Task description: Beginning with the first line of the entries below, quote each line until you reach and include the line with "use crate::budget::DEFAULT_TOKEN_CAP;".

= Beginning of Section =

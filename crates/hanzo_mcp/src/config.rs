//! Server configuration and persisted state layout.
//!
//! Everything tunable from the CLI (or its environment counterparts) lands
//! here once, before the server root object is constructed. Tool bodies see
//! the config read-only.

use crate::budget::DEFAULT_TOKEN_CAP;
use crate::security::{PathRule, RuleAction};
use serde::Deserialize;
use std::path::{Path, PathBuf};
use std::time::Duration;
use tracing::warn;

/// Default foreground deadline before a live child is auto-backgrounded.
pub const DEFAULT_AUTO_BACKGROUND: Duration = Duration::from_secs(45);

/// Grace window between `terminate` and the escalating `kill`.
pub const DEFAULT_KILL_GRACE: Duration = Duration::from_secs(5);

/// Idle lifetime of an unredeemed cursor.
pub const DEFAULT_CURSOR_IDLE: Duration = Duration::from_secs(15 * 60);

/// Bytes of recent combined output kept in memory per process session.
pub const DEFAULT_RING_BYTES: usize = 1024 * 1024;

/// Concurrent request workers.
pub const DEFAULT_MAX_CONCURRENT: usize = 64;

/// Transport selection.
#[derive(Debug, Clone, Copy, PartialEq, Eq, Default)]
pub enum TransportKind {
    #[default]
    Stdio,
    Sse,
}

/// Server configuration, assembled by the CLI and immutable afterwards.
#[derive(Debug, Clone)]
pub struct ServerConfig {
    /// Server name (reported in initialize)
    pub server_name: String,

    /// Server version (reported in initialize)
    pub server_version: String,

    /// Transport mode
    pub transport: TransportKind,

    /// SSE bind host
    pub host: String,

    /// SSE bind port
    pub port: u16,

    /// State root (session logs, process spill files, config)
    pub state_root: PathBuf,

    /// Ordered permission rules (file rules first, then CLI rules)
    pub path_rules: Vec<PathRule>,

    /// Skip the binary-directory check on exec
    pub trusted_exec: bool,

    /// Drop write-class tools from the registry
    pub disable_write_tools: bool,

    /// Drop search-class tools from the registry
    pub disable_search_tools: bool,

    /// Foreground deadline default; zero disables auto-background
    pub auto_background: Duration,

    /// Per-response token cap
    pub response_token_cap: usize,

    /// Concurrent request workers
    pub max_concurrent: usize,

    /// Ring buffer capacity per process session
    pub ring_bytes: usize,

    /// Cursor idle expiry
    pub cursor_idle: Duration,

    /// terminate → kill escalation window
    pub kill_grace: Duration,
}

impl Default for ServerConfig {
    fn default() -> Self {
        Self {
            server_name: "hanzo-mcp".to_string(),
            server_version: env!("CARGO_PKG_VERSION").to_string(),
            transport: TransportKind::Stdio,
            host: "127.0.0.1".to_string(),
            port: 8337,
            state_root: hanzo_logging::hanzo_home(),
            path_rules: Vec::new(),
            trusted_exec: false,
            disable_write_tools: false,
            disable_search_tools: false,
            auto_background: DEFAULT_AUTO_BACKGROUND,
            response_token_cap: DEFAULT_TOKEN_CAP,
            max_concurrent: DEFAULT_MAX_CONCURRENT,
            ring_bytes: DEFAULT_RING_BYTES,
            cursor_idle: DEFAULT_CURSOR_IDLE,
            kill_grace: DEFAULT_KILL_GRACE,
        }
    }
}

impl ServerConfig {
    /// `<root>/sessions` — per-process session logs.
    pub fn sessions_dir(&self) -> PathBuf {
        self.state_root.join("sessions")
    }

    /// `<root>/processes` — spill files for process sessions.
    pub fn processes_dir(&self) -> PathBuf {
        self.state_root.join("processes")
    }

    /// `<root>/config` — optional on-disk configuration.
    pub fn config_dir(&self) -> PathBuf {
        self.state_root.join("config")
    }

    /// Load `config/permissions.json` if present and prepend its rules to
    /// the CLI-supplied ones, preserving file order.
    pub fn load_permission_file(&mut self) {
        let path = self.config_dir().join("permissions.json");
        match read_permission_file(&path) {
            Ok(Some(mut rules)) => {
                rules.append(&mut self.path_rules);
                self.path_rules = rules;
            }
            Ok(None) => {}
            Err(err) => {
                warn!(path = %path.display(), %err, "ignoring unreadable permissions file");
            }
        }
    }
}

#[derive(Debug, Deserialize)]
struct PermissionFile {
    #[serde(default)]
    rules: Vec<PermissionFileRule>,
}

#[derive(Debug, Deserialize)]
struct PermissionFileRule {
    path: PathBuf,
    action: String,
}

fn read_permission_file(path: &Path) -> anyhow::Result<Option<Vec<PathRule>>> {
    if !path.exists() {
        return Ok(None);
    }
    let raw = std::fs::read_to_string(path)?;
    let file: PermissionFile = serde_json::from_str(&raw)?;

    let mut rules = Vec::with_capacity(file.rules.len());
    for rule in file.rules {
        let action = match rule.action.as_str() {
            "allow" => RuleAction::Allow,
            "deny" => RuleAction::Deny,
            other => anyhow::bail!("unknown action `{}` in {}", other, path.display()),
        };
        rules.push(PathRule {
            prefix: rule.path,
            action,
        });
    }
    Ok(Some(rules))
}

= End of Section =

The completed task:
filename crates/hanzo_mcp/src/config.rs
//! Server configuration and persisted state layout.
//!
//! Everything tunable from the CLI (or its environment counterparts) lands
//! here once, before the server root object is constructed. Tool bodies see
//! the config read-only.

use crate::budget::DEFAULT_TOKEN_CAP;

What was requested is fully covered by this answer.